We first seek the velocity of light. In Fig. 4 the earth is 92,500,000
miles from the sun at E; Jupiter is 480,000,000 miles from the sun
at J. It has four moons: the inner one goes around the central
body in forty-two hours, and is eclipsed at every revolution. The
light that went out from the sun to M ceases to be reflected back
to the earth by the intervention of the planet Jupiter. We know
to a second when these eclipses take place, and they can be seen
with a small telescope. But when the earth is on the opposite side
of the sun [Page 23] from Jupiter, at E', these eclipses at J' take
place sixteen and a half minutes too late. What is the reason? Is
the celestial chronometry getting deranged? No, indeed; these great
worlds swing never an inch out of place, nor a second out of time.
By going to the other side of the sun the earth is 184,000,000 miles
farther from Jupiter, and the light that brings the intelligence of
that eclipse consumes the extra time in going over the extra
distance. Divide one by the other and we get the velocity, 185,000
miles per second. That is probably correct to within a thousand
miles. Methods of measurement by the toothed wheel of Fizeau confirm
this result. Suppose the wheel, Fig. 5, to have one thousand teeth,
making five revolutions to the second. Five thousand flashes of
light each second will dart out. Let each flash travel nine miles to
a mirror and return. If it goes that distance in 1/10000 of a
second, or at the rate of 180,000 miles a second, the next tooth
will have arrived before the eye, and each returning ray be cut off.
Hasten the revolutions a little, and the next notch will then admit
the ray, on its return, that went out of each previous notch: the
eighteen miles having been traversed meanwhile. The method of
measuring by means of a revolving mirror, used by Faucault, is held
to be even more accurate.

[Illustration: Fig. 5.--Measuring the Velocity of Light.]

When we take instantaneous photographs by the exposure [Page 24] of
the sensitive plate 1/20000 part of a second, a stream of light nine
miles long dashes in upon the plate in that very brief period of
time.

The highest velocity we can give a rifle-ball is 2000 feet a second,
the next second it is only 1500 feet, and soon it comes to rest.
We cannot compact force enough behind a bit of lead to keep it
flying. But light flies unweariedly and without diminution of speed.
When it has come from the sun in eight minutes, Alpha Centauri
in three years, Polaris in forty-five years, other stars in one
thousand, its wings are in nowise fatigued, nor is the rapidity
of its flight slackened in the least.

It is not the transactions of to-day that we read in the heavens,
but it is history, some of it older than the time of Adam. Those
stars may have been smitten out of existence decades of centuries
ago, but their poured-out light is yet flooding the heavens.

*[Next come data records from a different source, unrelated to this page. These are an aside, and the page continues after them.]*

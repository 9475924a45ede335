//! Colinear line merging and overlap extraction
//!
//! Path merging needs to know which portion of two polylines covers the same
//! ground. Paths produced by path-state propagation overlap edge-by-edge with
//! exact coordinates, so the overlap of interest is a run of shared segments,
//! possibly traversed in opposite directions by the two paths.

use geo::{Coord, Line, LineString};

use super::polyline::{dedup_coords, num_segments, segment_at};

/// True when two segments cover the same coordinates, in either direction.
pub fn segments_match(a: &Line<f64>, b: &Line<f64>) -> bool {
    (a.start == b.start && a.end == b.end) || (a.start == b.end && a.end == b.start)
}

/// Sews a collection of polylines into maximal chains by joining shared
/// endpoints. Inputs that cannot be joined pass through unchanged.
///
/// Only endpoint-to-endpoint joins are considered; the result order follows
/// the order in which chains are first started.
pub fn merge_chains(lines: &[LineString<f64>]) -> Vec<LineString<f64>> {
    let mut pool: Vec<Vec<Coord<f64>>> = lines
        .iter()
        .filter(|l| l.0.len() >= 2)
        .map(|l| l.0.clone())
        .collect();
    let mut merged: Vec<Vec<Coord<f64>>> = Vec::new();

    while let Some(mut chain) = pool.pop() {
        let mut grew = true;
        while grew {
            grew = false;
            let mut idx = 0;
            while idx < pool.len() {
                let candidate = &pool[idx];
                let c_first = candidate[0];
                let c_last = *candidate.last().expect("non-empty chain");
                let first = chain[0];
                let last = *chain.last().expect("non-empty chain");

                if last == c_first {
                    let tail = pool.remove(idx);
                    chain.extend_from_slice(&tail[1..]);
                    grew = true;
                } else if last == c_last {
                    let mut tail = pool.remove(idx);
                    tail.reverse();
                    chain.extend_from_slice(&tail[1..]);
                    grew = true;
                } else if first == c_last {
                    let mut head = pool.remove(idx);
                    head.pop();
                    head.extend_from_slice(&chain);
                    chain = head;
                    grew = true;
                } else if first == c_first {
                    let mut head = pool.remove(idx);
                    head.reverse();
                    head.pop();
                    head.extend_from_slice(&chain);
                    chain = head;
                    grew = true;
                } else {
                    idx += 1;
                }
            }
        }
        merged.push(chain);
    }

    merged.reverse();
    merged
        .into_iter()
        .map(|c| LineString::new(dedup_coords(c)))
        .collect()
}

/// The last run of segments of `from` that `to` also covers (in either
/// direction), oriented as `from` traverses it.
///
/// Shared segments are gathered, sewn into maximal chains, and the chain
/// lying furthest along `from` is returned. `None` when the polylines share
/// no segment.
pub fn last_shared_run(from: &LineString<f64>, to: &LineString<f64>) -> Option<LineString<f64>> {
    let n_from = num_segments(from);
    let n_to = num_segments(to);

    let mut shared: Vec<LineString<f64>> = Vec::new();
    let mut last_shared_idx: Vec<usize> = Vec::new();
    for i in 0..n_from {
        let seg = segment_at(from, i);
        let covered = (0..n_to).any(|j| segments_match(&seg, &segment_at(to, j)));
        if covered {
            shared.push(LineString::new(vec![seg.start, seg.end]));
            last_shared_idx.push(i);
        }
    }

    if shared.is_empty() {
        return None;
    }

    let chains = merge_chains(&shared);

    // Pick the chain containing the furthest shared from-segment.
    let last_seg = segment_at(from, *last_shared_idx.last().expect("non-empty"));
    chains.into_iter().find(|chain| {
        (0..num_segments(chain)).any(|j| segments_match(&segment_at(chain, j), &last_seg))
    })
}

/// Locates `run` as a contiguous coordinate subsequence of `line`, forward
/// only. Returns the arc-length range it occupies.
pub fn indices_of(line: &LineString<f64>, run: &LineString<f64>) -> Option<(f64, f64)> {
    let coords = &line.0;
    let target = &run.0;
    if target.len() < 2 || coords.len() < target.len() {
        return None;
    }

    'outer: for start in 0..=(coords.len() - target.len()) {
        for (offset, want) in target.iter().enumerate() {
            if coords[start + offset] != *want {
                continue 'outer;
            }
        }
        let mut length_before = 0.0;
        for w in coords[..=start].windows(2) {
            length_before += super::polyline::coord_distance(w[0], w[1]);
        }
        let mut run_length = 0.0;
        for w in target.windows(2) {
            run_length += super::polyline::coord_distance(w[0], w[1]);
        }
        return Some((length_before, length_before + run_length));
    }

    None
}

It goes both ways at once in the same place, without interference.
We see the light reflected from the new moon to the earth; reflected
back from the house-tops, fields, and waters of earth, to the moon
again, and from the moon to us once more--three times in opposite
directions, in the same place, without interference, and thus we
see "the old moon in the arms of the new."

_Constitution of Light._

[Illustration: Fig. 6.--White Light resolved into Colors.]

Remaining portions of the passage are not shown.